* **Collected data**

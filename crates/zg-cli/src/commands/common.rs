//! Shared utilities for CLI commands

use anyhow::{Context, Result};
use std::fmt;
use std::path::{Path, PathBuf};
use zg_core::config::CONFIG_FILE_NAMES;
use zg_core::Config;
use zg_graph::{CypherScriptSink, DuckDbGraphSink, GraphSink};
use zg_locate::AtlasCredentials;
use zg_pipeline::CatalogAccess;

use crate::cli::{GlobalArgs, SinkKind};

/// Error type representing a non-zero process exit code.
///
/// Use `return Err(ExitCode(N).into())` instead of `std::process::exit(N)`
/// so that destructors (open stores, buffered writers) run first.
#[derive(Debug)]
pub(crate) struct ExitCode(pub(crate) i32);

impl fmt::Display for ExitCode {
    fn fmt(&self, f: &mut fmt::Formatter<'_>) -> fmt::Result {
        write!(f, "")
    }
}

impl std::error::Error for ExitCode {}

/// Configuration plus the directory its relative paths resolve against.
pub(crate) struct Project {
    pub(crate) root: PathBuf,
    pub(crate) config: Config,
}

impl Project {
    /// Resolve a configured path against the project root
    pub(crate) fn path(&self, path: &Path) -> PathBuf {
        self.config.resolve(&self.root, path)
    }
}

/// Load `zonegraph.yml` from `--config` or the project directory.
///
/// Without an explicit `--config` a project without a config file runs on
/// defaults.
pub(crate) fn load_project(global: &GlobalArgs) -> Result<Project> {
    let root = PathBuf::from(&global.project_dir);

    let config = match &global.config {
        Some(path) => Config::load(Path::new(path))
            .with_context(|| format!("Failed to load config from {}", path))?,
        None if CONFIG_FILE_NAMES.iter().any(|n| root.join(n).exists()) => {
            Config::load_from_dir(&root).context("Failed to load project config")?
        }
        None => {
            log::debug!(
                "No {} in {}, using defaults",
                CONFIG_FILE_NAMES[0],
                root.display()
            );
            Config::default()
        }
    };

    Ok(Project { root, config })
}

/// Catalog URL and credentials from flags or the environment.
pub(crate) fn catalog_access(global: &GlobalArgs) -> CatalogAccess {
    let credentials = match (&global.atlas_username, &global.atlas_password) {
        (Some(username), Some(password)) => Some(AtlasCredentials {
            username: username.clone(),
            password: password.clone(),
        }),
        (Some(_), None) | (None, Some(_)) => {
            log::warn!("Catalog credentials need both a username and a password, ignoring");
            None
        }
        (None, None) => None,
    };

    CatalogAccess {
        url: global.atlas_url.clone(),
        credentials,
    }
}

/// Open the selected graph store.
pub(crate) fn open_sink(kind: SinkKind, project: &Project) -> Result<Box<dyn GraphSink>> {
    match kind {
        SinkKind::Duckdb => {
            let path = project.path(&project.config.graph.path);
            let sink = DuckDbGraphSink::open(&path)
                .with_context(|| format!("Failed to open graph store at {}", path.display()))?;
            Ok(Box::new(sink))
        }
        SinkKind::Cypher => {
            let path = project.path(&project.config.graph.cypher_script);
            Ok(Box::new(CypherScriptSink::new(path)))
        }
    }
}

/// Split a comma-separated list, dropping blanks.
pub(crate) fn parse_list(value: &str) -> Vec<String> {
    value
        .split(',')
        .map(str::trim)
        .filter(|s| !s.is_empty())
        .map(String::from)
        .collect()
}

#[cfg(test)]
mod tests {
    use super::*;

    #[test]
    fn test_parse_list() {
        assert_eq!(parse_list(" A, ,B ,"), vec!["A", "B"]);
        assert!(parse_list("").is_empty());
    }
}
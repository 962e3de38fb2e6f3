//! Run command implementation

use anyhow::{Context, Result};
use std::path::PathBuf;
use zg_core::{FailureCategory, TermId};
use zg_pipeline::{LineagePipeline, RunMode, RunOutcome, RunOutput};

use crate::cli::{GlobalArgs, RunArgs};
use crate::commands::common::{catalog_access, load_project, open_sink, parse_list, ExitCode};
use crate::commands::terms::collect_terms;

/// Execute the run command
pub async fn execute(args: &RunArgs, global: &GlobalArgs) -> Result<()> {
    let project = load_project(global)?;

    let terms: Vec<TermId> = match &args.terms {
        Some(list) => parse_list(list).into_iter().map(TermId::new).collect(),
        None => collect_terms(&project)?,
    };
    if terms.is_empty() {
        println!("No terms to process.");
        return Ok(());
    }

    let pipeline =
        LineagePipeline::from_config(&project.config, &project.root, catalog_access(global))
            .context("Failed to set up term lookup")?;

    let outcome = if args.plan_only {
        let plan_path = match &args.output {
            Some(path) => PathBuf::from(path),
            None => project.path(&project.config.output.plan_csv),
        };
        pipeline.run(&terms, RunMode::PlanOnly(&plan_path)).await
    } else {
        let mut sink = open_sink(args.sink, &project)?;
        pipeline.run(&terms, RunMode::Persist(sink.as_mut())).await
    };

    let failures_path = project.path(&project.config.output.failures_csv);
    outcome
        .write_failures(&failures_path)
        .with_context(|| format!("Failed to write failure report {}", failures_path.display()))?;

    print_summary(&outcome, terms.len());
    println!("Failure report: {}", failures_path.display());

    match &outcome.output {
        Ok(_) => Ok(()),
        Err(e) => {
            eprintln!("Output step failed: {}", e);
            Err(ExitCode(1).into())
        }
    }
}

fn print_summary(outcome: &RunOutcome, term_count: usize) {
    println!();
    println!(
        "Processed {} terms: {} tables, {} edges",
        term_count,
        outcome.graph.node_count(),
        outcome.graph.edge_count()
    );

    match &outcome.output {
        Ok(RunOutput::Persisted(summary)) => println!(
            "Persisted: {} new tables, {} new edges",
            summary.nodes_created, summary.edges_created
        ),
        Ok(RunOutput::Planned { path, rows }) => {
            println!("Plan: {} rows written to {}", rows, path.display())
        }
        Err(_) => {}
    }

    let counts = outcome.report.count_by_category();
    if counts.is_empty() {
        println!("No failures.");
        return;
    }
    for category in FailureCategory::ALL {
        if let Some(count) = counts.get(&category) {
            println!("  {:<18} {}", category, count);
        }
    }
}
//! Error types for zg-locate

use thiserror::Error;

/// Term lookup errors
#[derive(Error, Debug)]
pub enum LocateError {
    /// L001: A mirrored term file could not be read
    #[error("[L001] Failed to read term file '{path}': {source}")]
    Io {
        path: String,
        source: std::io::Error,
    },

    /// L002: A mirrored term file is not valid JSON
    #[error("[L002] Term file '{path}' is not valid JSON: {source}")]
    MalformedJson {
        path: String,
        source: serde_json::Error,
    },

    /// L003: Catalog request could not be sent or returned an error status
    #[error("[L003] Catalog request failed: {0}")]
    Network(String),

    /// L004: Catalog answered with a body we cannot interpret
    #[error("[L004] Unexpected catalog response: {0}")]
    InvalidResponse(String),

    /// L005: Terms CSV does not exist
    #[error("[L005] Terms CSV not found: {path}")]
    TermsCsvNotFound { path: String },

    /// L006: Terms CSV lacks the term column
    #[error("[L006] Terms CSV '{path}' is missing the '{column}' column")]
    MissingTermColumn { path: String, column: String },

    /// L007: Terms CSV could not be parsed
    #[error("[L007] Failed to read terms CSV '{path}': {source}")]
    Csv { path: String, source: csv::Error },

    /// L008: Listing pattern is not a valid glob
    #[error("[L008] Invalid listing pattern '{pattern}': {message}")]
    InvalidPattern { pattern: String, message: String },
}

/// Result type alias for LocateError
pub type LocateResult<T> = Result<T, LocateError>;
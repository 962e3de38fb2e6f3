//! Error types for zg-sql

use thiserror::Error;

/// SQL parsing errors
#[derive(Error, Debug)]
pub enum SqlError {
    /// SQL parse error (S001)
    #[error("[S001] SQL parse error at line {line}, column {column}: {message}")]
    ParseError {
        message: String,
        line: usize,
        column: usize,
    },

    /// Empty SQL (S002)
    #[error("[S002] SQL is empty")]
    EmptySql,

    /// No dialect configured (S003)
    #[error("[S003] No SQL dialect configured")]
    NoDialect,
}

/// Result type alias for SqlError
pub type SqlResult<T> = Result<T, SqlError>;
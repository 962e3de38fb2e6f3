//! SQL dialect abstraction

use regex::Regex;
use sqlparser::ast::Statement;
use sqlparser::dialect::{
    DatabricksDialect, Dialect, GenericDialect, HiveDialect, MsSqlDialect, MySqlDialect,
    PostgreSqlDialect,
};
use sqlparser::parser::Parser;
use std::sync::OnceLock;
use zg_core::config::Dialect as DialectKind;

use crate::error::{SqlError, SqlResult};

/// Trait for SQL dialect implementations
pub trait SqlDialect: Send + Sync {
    /// Get the underlying sqlparser dialect
    fn parser_dialect(&self) -> &dyn Dialect;

    /// Parse SQL into AST statements
    fn parse(&self, sql: &str) -> SqlResult<Vec<Statement>> {
        if sql.trim().is_empty() {
            return Err(SqlError::EmptySql);
        }
        Parser::parse_sql(self.parser_dialect(), sql).map_err(|e| {
            let message = e.to_string();
            let (line, column) = error_location(&message);
            SqlError::ParseError {
                message,
                line,
                column,
            }
        })
    }

    /// Get the dialect name
    fn name(&self) -> &'static str;
}

/// Line and column from a sqlparser error message ("... at Line: X, Column: Y").
///
/// `ParserError` carries no structured location, so the text is scanned.
fn error_location(msg: &str) -> (usize, usize) {
    static RE: OnceLock<Regex> = OnceLock::new();
    let re = RE.get_or_init(|| Regex::new(r"Line: (\d+), Column: (\d+)").expect("valid regex"));
    re.captures(msg)
        .and_then(|c| Some((c[1].parse().ok()?, c[2].parse().ok()?)))
        .unwrap_or((0, 0))
}

/// A sqlparser dialect selected from configuration
pub struct ConfiguredDialect {
    kind: DialectKind,
    dialect: Box<dyn Dialect + Send + Sync>,
}

impl ConfiguredDialect {
    /// Create the dialect for a configured kind
    pub fn new(kind: DialectKind) -> Self {
        let dialect: Box<dyn Dialect + Send + Sync> = match kind {
            DialectKind::Hive => Box::new(HiveDialect {}),
            DialectKind::Databricks => Box::new(DatabricksDialect {}),
            DialectKind::MsSql => Box::new(MsSqlDialect {}),
            DialectKind::MySql => Box::new(MySqlDialect {}),
            DialectKind::Postgres => Box::new(PostgreSqlDialect {}),
            DialectKind::Generic => Box::new(GenericDialect {}),
        };
        Self { kind, dialect }
    }

    /// Configured kind
    pub fn kind(&self) -> DialectKind {
        self.kind
    }
}

impl SqlDialect for ConfiguredDialect {
    fn parser_dialect(&self) -> &dyn Dialect {
        &*self.dialect
    }

    fn name(&self) -> &'static str {
        match self.kind {
            DialectKind::Hive => "hive",
            DialectKind::Databricks => "databricks",
            DialectKind::MsSql => "mssql",
            DialectKind::MySql => "mysql",
            DialectKind::Postgres => "postgres",
            DialectKind::Generic => "generic",
        }
    }
}

#[cfg(test)]
#[path = "dialect_test.rs"]
mod tests;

* **WHAT IS NEEDED**
When a line of the records above contains the string "DuckDbGraphSink", count it once; then give the total and nothing else.

* **COMPLETED EXERCISE**
2